Signal System

Lback Framework incorporates a Signal system based on a central SignalDispatcher.

This system provides a mechanism for decoupling components by allowing them to notify other parts of the application about events without needing direct references to the listeners.

This is useful for:

  1. Extensibility: Allowing developers to hook into core framework events or application-specific events to add custom logic (e.g., sending emails on user registration, logging specific actions).

  2. Monitoring: Listening to signals related to request lifecycle, errors, cache operations, etc., for logging, monitoring, and debugging purposes.

  3. Decoupling: Keeping components independent of each other, as they only need to know how to send or receive signals, not directly call other components’ methods.

How to Use:

Access the Dispatcher: The framework provides a single, globally accessible SignalDispatcher instance.

This instance is created early in the application’s startup process and can be accessed by importing it from lback.core.dispatcher_instance.
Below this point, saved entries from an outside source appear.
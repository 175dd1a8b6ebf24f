//! The fan-out/fan-in aggregation pipeline.
//!
//! A run proceeds in phases, each of which completes before the next begins:
//!
//! 1. **Fetch**: list the organization's repositories, then fetch the
//!    author's commits from every repository concurrently and flatten them
//!    (repository order, then remote order).
//! 2. **Index**: map each record's [`CommitKey`] to an empty stats slot.
//! 3. **Enrich**: fetch every commit's detail concurrently. Each branch
//!    returns its own `(key, stats)` pair; the pairs are merged into the
//!    index only after all branches have joined, so no branch mutates shared
//!    state.
//!
//! Both fan-out points are bounded by [`PipelineSettings::max_concurrency`].
//! Failure is fail-fast: the first failing branch ends its phase, in-flight
//! siblings are dropped, and no further requests are issued.

use std::collections::HashMap;
use std::num::NonZeroUsize;

use futures::{stream, StreamExt, TryStreamExt};
use tracing::{debug, info, instrument, warn};

use crate::{
    AuthorLogin, CommitFetcher, CommitKey, CommitRecord, CommitStats, HostingApi, HostingError,
    NoProgress, Organization, Phase, ProgressObserver, ReportError, RepositoryLister,
    RepositoryRef, TimeWindow,
};

/// Default number of requests allowed in flight at each fan-out point.
pub const DEFAULT_MAX_CONCURRENCY: usize = 8;

// ---------------------------------------------------------------------------
// Settings
// ---------------------------------------------------------------------------

/// What to do when a list call reports more results than fit on one page.
#[derive(Debug, Clone, Copy, PartialEq, Eq, Default)]
pub enum TruncationPolicy {
    /// Abort the run with [`ReportError::Truncated`].
    #[default]
    Fail,
    /// Log a warning and continue with the first page.
    Warn,
}

impl TruncationPolicy {
    pub(crate) fn check(
        self,
        truncated: bool,
        scope: impl FnOnce() -> String,
    ) -> Result<(), ReportError> {
        if !truncated {
            return Ok(());
        }
        let scope = scope();
        match self {
            TruncationPolicy::Fail => Err(ReportError::Truncated { scope }),
            TruncationPolicy::Warn => {
                warn!(%scope, "listing truncated by the remote; using the first page only");
                Ok(())
            }
        }
    }
}

/// Tuning knobs for a pipeline run.
#[derive(Debug, Clone, Copy, PartialEq, Eq)]
pub struct PipelineSettings {
    /// Maximum requests in flight per fan-out phase.
    pub max_concurrency: NonZeroUsize,
    pub truncation: TruncationPolicy,
}

impl Default for PipelineSettings {
    fn default() -> Self {
        Self {
            max_concurrency: NonZeroUsize::new(DEFAULT_MAX_CONCURRENCY)
                .unwrap_or(NonZeroUsize::MIN),
            truncation: TruncationPolicy::Fail,
        }
    }
}

// ---------------------------------------------------------------------------
// Pipeline
// ---------------------------------------------------------------------------

/// Orchestrates repository listing, commit fetching, and stats enrichment.
pub struct AggregationPipeline<'a> {
    api: &'a dyn HostingApi,
    progress: &'a dyn ProgressObserver,
    settings: PipelineSettings,
}

impl<'a> AggregationPipeline<'a> {
    pub fn new(api: &'a dyn HostingApi, settings: PipelineSettings) -> Self {
        Self {
            api,
            progress: &NoProgress,
            settings,
        }
    }

    /// Routes progress notifications to `progress`.
    pub fn with_progress(mut self, progress: &'a dyn ProgressObserver) -> Self {
        self.progress = progress;
        self
    }

    /// Produces the author's fully enriched commits for `window`.
    ///
    /// Any fatal condition aborts the whole run; no partial list is returned.
    #[instrument(skip_all, fields(org = %owner, author = %author))]
    pub async fn run(
        &self,
        owner: &Organization,
        author: &AuthorLogin,
        window: &TimeWindow,
    ) -> Result<Vec<CommitRecord>, ReportError> {
        self.progress.phase(Phase::ListingRepositories);
        let repos = RepositoryLister::new(self.api, self.settings.truncation)
            .list(owner)
            .await?;

        let commits = self.fetch_commits(owner, &repos, author, window).await?;
        let commits = self.enrich(owner, commits).await?;

        info!(
            repositories = repos.len(),
            commits = commits.len(),
            "report assembled"
        );
        Ok(commits)
    }

    /// Phase 1: fetches commits from every repository and flattens them.
    pub async fn fetch_commits(
        &self,
        owner: &Organization,
        repos: &[RepositoryRef],
        author: &AuthorLogin,
        window: &TimeWindow,
    ) -> Result<Vec<CommitRecord>, ReportError> {
        self.progress.phase(Phase::FetchingCommits {
            repositories: repos.len(),
        });
        let fetcher = &CommitFetcher::new(self.api, self.settings.truncation);
        let progress = self.progress;

        // `buffered` keeps repository order regardless of completion order.
        let per_repo: Vec<Vec<CommitRecord>> = stream::iter(repos)
            .map(|repo| async move {
                let result = fetcher.fetch(owner, &repo.name, author, window).await;
                progress.item_done();
                result
            })
            .buffered(self.settings.max_concurrency.get())
            .try_collect()
            .await?;

        Ok(per_repo.into_iter().flatten().collect())
    }

    /// Phases 2 and 3: attaches stats to every record, merging by [`CommitKey`].
    ///
    /// The returned list has the same length and order as `commits`, and every
    /// element has `stats` set.
    pub async fn enrich(
        &self,
        owner: &Organization,
        mut commits: Vec<CommitRecord>,
    ) -> Result<Vec<CommitRecord>, ReportError> {
        self.progress.phase(Phase::FetchingStats {
            commits: commits.len(),
        });

        let mut index: HashMap<CommitKey, Option<CommitStats>> =
            commits.iter().map(|c| (c.key(), None)).collect();

        let keys: Vec<CommitKey> = commits.iter().map(CommitRecord::key).collect();
        let pairs: Vec<(CommitKey, CommitStats)> = stream::iter(keys)
            .map(|key| self.fetch_stats(owner, key))
            .buffer_unordered(self.settings.max_concurrency.get())
            .try_collect()
            .await?;

        for (key, stats) in pairs {
            match index.get_mut(&key) {
                Some(slot) => *slot = Some(stats),
                None => warn!(%key, "stats returned for a commit that was never requested"),
            }
        }

        for record in &mut commits {
            let stats = index
                .get(&record.key())
                .copied()
                .flatten()
                .ok_or_else(|| ReportError::StatsMissing {
                    repo: record.repo.clone(),
                    sha: record.sha.clone(),
                })?;
            record.stats = Some(stats);
        }
        Ok(commits)
    }

    async fn fetch_stats(
        &self,
        owner: &Organization,
        key: CommitKey,
    ) -> Result<(CommitKey, CommitStats), ReportError> {
        let wrap = |source: HostingError| {
            ReportError::from_hosting(
                source,
                || format!("fetching stats for {key}"),
                |source| ReportError::StatsFetch {
                    repo: key.repo.clone(),
                    sha: key.sha.clone(),
                    source,
                },
            )
        };

        let detail = self
            .api
            .get_commit(owner, &key.repo, &key.sha)
            .await
            .map_err(&wrap)?;
        if detail.sha != key.sha {
            return Err(wrap(HostingError::Decode(format!(
                "requested commit {} but received {}",
                key.sha, detail.sha
            ))));
        }

        debug!(%key, total = detail.stats.total, "fetched stats");
        self.progress.item_done();
        Ok((key, detail.stats))
    }
}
# Example: Connecting a function to a signal
from lback.core.dispatcher_instance import dispatcher # Access the dispatcher

def my_custom_error_handler(sender, **kwargs):
    status = kwargs.get('status_code', 'N/A')
    path = getattr(kwargs.get('request'), 'path', 'N/A')
    print(f"Signal received from: {type(sender).__name__}, Status: {status}, Path: {path}")
dispatcher.connect("error_response_generated", my_custom_error_handler)
  • Signals Emitted by the Framework: The framework emits signals at various points, including:

  • Server Lifecycle: server_starting, server_started, server_shutting_down, server_request_received, server_request_finished, server_response_sent.
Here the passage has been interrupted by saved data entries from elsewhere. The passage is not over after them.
//! Core domain of the weekly commit report.
//!
//! Given an organization, an author, and a week, this crate discovers every
//! repository, fetches the author's commits from all of them concurrently, and
//! enriches each commit with line-change statistics. Infrastructure crates
//! implement the [`HostingApi`] port; they never add domain rules.
//!
//! ## Architectural Layer
//!
//! **Business logic + port definitions.** This crate has no HTTP dependencies.
//! It defines *what* is needed from the hosting API; the `github` crate
//! defines *how* to supply it.
//!
//! ## Module Layout
//!
//! | Module | Contents |
//! |--------|----------|
//! | [`identifiers`] | Newtype names (`Organization`, `RepositoryName`, `CommitSha`, ...) |
//! | [`types`] | Value types (`TimeWindow`, `CommitRecord`, `CommitStats`, ...) |
//! | [`errors`] | [`ReportError`], the fatal error of a run |
//! | [`ports`] | [`HostingApi`] and [`HostingError`] |
//! | [`window`] | Sunday-to-Sunday UTC week arithmetic |
//! | [`lister`] | [`RepositoryLister`] |
//! | [`fetcher`] | [`CommitFetcher`] |
//! | [`aggregation`] | [`AggregationPipeline`], the fan-out/fan-in core |
//! | [`emitter`] | [`ReportEmitter`] |
//! | [`progress`] | [`ProgressObserver`] port |

pub mod aggregation;
pub mod emitter;
pub mod errors;
pub mod fetcher;
pub mod identifiers;
pub mod lister;
pub mod ports;
pub mod progress;
pub mod types;
pub mod window;

#[cfg(test)]
mod testing;

// Re-export everything at the crate root for ergonomic usage by downstream crates.
pub use aggregation::{
    AggregationPipeline, PipelineSettings, TruncationPolicy, DEFAULT_MAX_CONCURRENCY,
};
pub use emitter::{ReportEmitter, ReportFormat};
pub use errors::ReportError;
pub use fetcher::CommitFetcher;
pub use identifiers::{AuthorLogin, CommitSha, Organization, ReportRunId, RepositoryName};
pub use lister::RepositoryLister;
pub use ports::{HostingApi, HostingError};
pub use progress::{NoProgress, Phase, ProgressObserver};
pub use types::{
    CommitDetail, CommitKey, CommitListing, CommitQuery, CommitRecord, CommitStats, Page,
    RemoteCommit, RepositoryRef, TimeWindow, Timestamp,
};
pub use window::{week_of_year, week_window, WeekSelector};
  • Middleware Processing: Signals related to the middleware chain and individual middleware execution.

  • Authentication/Authorization: user_login_successful, user_login_failed, admin_login_successful, admin_login_failed, etc.

  • Database/ORM: Signals related to database session management (via SQLAlchemy Middleware).

  • Cache Operations: cache_item_set, cache_hit, cache_miss, cache_item_deleted.

  • Error Handling: error_response_generated, unhandled_exception_response_generated.

  • Initialization: Signals indicating when core components are initialized.

… and many more throughout the framework components.

By connecting your custom logic to these signals, you can extend the framework’s behavior without modifying its core code.

Refer to the documentation or component source code for a full list of available signals and the data they pass.